GRCh38 · COSMIC v92


This section shows a summary for the selected study (COSU identifier) or publication (COSP identifier). Studies may have been performed by the Sanger Institute Cancer Genome Project, or imported from the ICGC/TCGA. You can see more information on the help pages.

The coding genome of splenic marginal zone lymphoma: activation of NOTCH2 and other pathways regulating marginal zone development.
Paper ID
Rossi D, Trifonov V, Fangazio M, Bruscaggin A, Rasi S, Spina V, Monti S, Vaisitti T, Arruga F, Famà R, Ciardullo C, Greco M, Cresta S, Piranda D, Holmes A, Fabbri G, Messina M, Rinaldi A, Wang J, Agostinelli C, Piccaluga PP, Lucioni M, Tabbò F, Serra R, Franceschetti S, Deambrogi C, Daniele G, Gattei V, Marasca R, Facchetti F, Arcaini L, Inghirami G, Bertoni F, Pileri SA, Deaglio S, Foà R, Dalla-Favera R, Pasqualucci L, Rabadan R and Gaidano G
Division of Hematology and 9 Laboratory of Medical Informatics, Department of Translational Medicine, Amedeo Avogadro University of Eastern Piedmont, 28100 Novara, Italy.

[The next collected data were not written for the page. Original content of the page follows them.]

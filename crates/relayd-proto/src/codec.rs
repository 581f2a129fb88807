//! Length-prefixed JSON framing for the control channel.
//!
//! Each frame is a 4-byte big-endian length prefix followed by that many bytes of
//! UTF-8 JSON. This keeps message boundaries unambiguous on a plain duplex byte stream
//! without requiring a full WebSocket upgrade, while the JSON payload itself is wire
//! compatible with a transport that delivers one message per frame natively.

use crate::messages::ControlMessage;
use thiserror::Error;
use tokio::io::{AsyncRead, AsyncReadExt, AsyncWrite, AsyncWriteExt};

/// Frames larger than this are rejected before the body is read, so a hostile or
/// malformed length prefix cannot force an unbounded allocation.
pub const MAX_MESSAGE_SIZE: u32 = 16 * 1024 * 1024;

#[derive(Debug, Error)]
pub enum CodecError {
    #[error("message exceeds maximum size of {0} bytes")]
    MessageTooLarge(u32),

    #[error("malformed control message: {0}")]
    InvalidMessage(String),

    #[error("connection closed while reading a frame")]
    ConnectionClosed,

    #[error("io error: {0}")]
    Io(#[from] std::io::Error),
}

/// Reads and writes `ControlMessage`s over any async duplex stream.
pub struct ControlCodec;

impl ControlCodec {
    /// Serialize and write one message, prefixed with its length.
    pub async fn write<W: AsyncWrite + Unpin>(
        writer: &mut W,
        message: &ControlMessage,
    ) -> Result<(), CodecError> {
        let body = serde_json::to_vec(message)
            .map_err(|e| CodecError::InvalidMessage(e.to_string()))?;
        if body.len() > MAX_MESSAGE_SIZE as usize {
            return Err(CodecError::MessageTooLarge(MAX_MESSAGE_SIZE));
        }
        writer.write_all(&(body.len() as u32).to_be_bytes()).await?;
        writer.write_all(&body).await?;
        writer.flush().await?;
        Ok(())
    }

    /// Read one length-prefixed frame and parse it as a `ControlMessage`.
    ///
    /// Returns `Err(ConnectionClosed)` if EOF is reached before any bytes of a new
    /// frame are read; a partial frame after that point is an `Io` error.
    pub async fn read<R: AsyncRead + Unpin>(reader: &mut R) -> Result<ControlMessage, CodecError> {
        let mut len_buf = [0u8; 4];
        match reader.read_exact(&mut len_buf).await {
            Ok(_) => {}
            Err(e) if e.kind() == std::io::ErrorKind::UnexpectedEof => {
                return Err(CodecError::ConnectionClosed)
            }
            Err(e) => return Err(CodecError::Io(e)),
        }
        let len = u32::from_be_bytes(len_buf);
        if len > MAX_MESSAGE_SIZE {
            return Err(CodecError::MessageTooLarge(MAX_MESSAGE_SIZE));
        }

        let mut body = vec![0u8; len as usize];
        reader.read_exact(&mut body).await?;

        serde_json::from_slice(&body).map_err(|e| CodecError::InvalidMessage(e.to_string()))
    }
}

The Journal of experimental medicine, 2012;209(9):1537-51
ISSN: 1540-9538
PMID: 22891273 (view at PubMed or Europe PMC)
Splenic marginal zone lymphoma (SMZL) is a B cell malignancy of unknown pathogenesis, and thus an orphan of targeted therapies. By integrating whole-exome sequencing and copy-number analysis, we show that the SMZL exome carries at least 30 nonsilent gene alterations. Mutations in NOTCH2, a gene required for marginal-zone (MZ) B cell development, represent the most frequent lesion in SMZL, accounting for ∼20% of cases. All NOTCH2 mutations are predicted to cause impaired degradation of the NOTCH2 protein by eliminating the C-terminal PEST domain, which is required for proteasomal recruitment. Among indolent B cell lymphoproliferative disorders, NOTCH2 mutations are restricted to SMZL, thus representing a potential diagnostic marker for this lymphoma type. In addition to NOTCH2, other modulators or members of the NOTCH pathway are recurrently targeted by genetic lesions in SMZL; these include NOTCH1, SPEN, and DTX1. We also noted mutations in other signaling pathways normally involved in MZ B cell development, suggesting that deregulation of MZ B cell development pathways plays a role in the pathogenesis of ∼60% SMZL. These findings have direct implications for the treatment of SMZL patients, given the availability of drugs that can target NOTCH, NF-κB, and other pathways deregulated in this disease.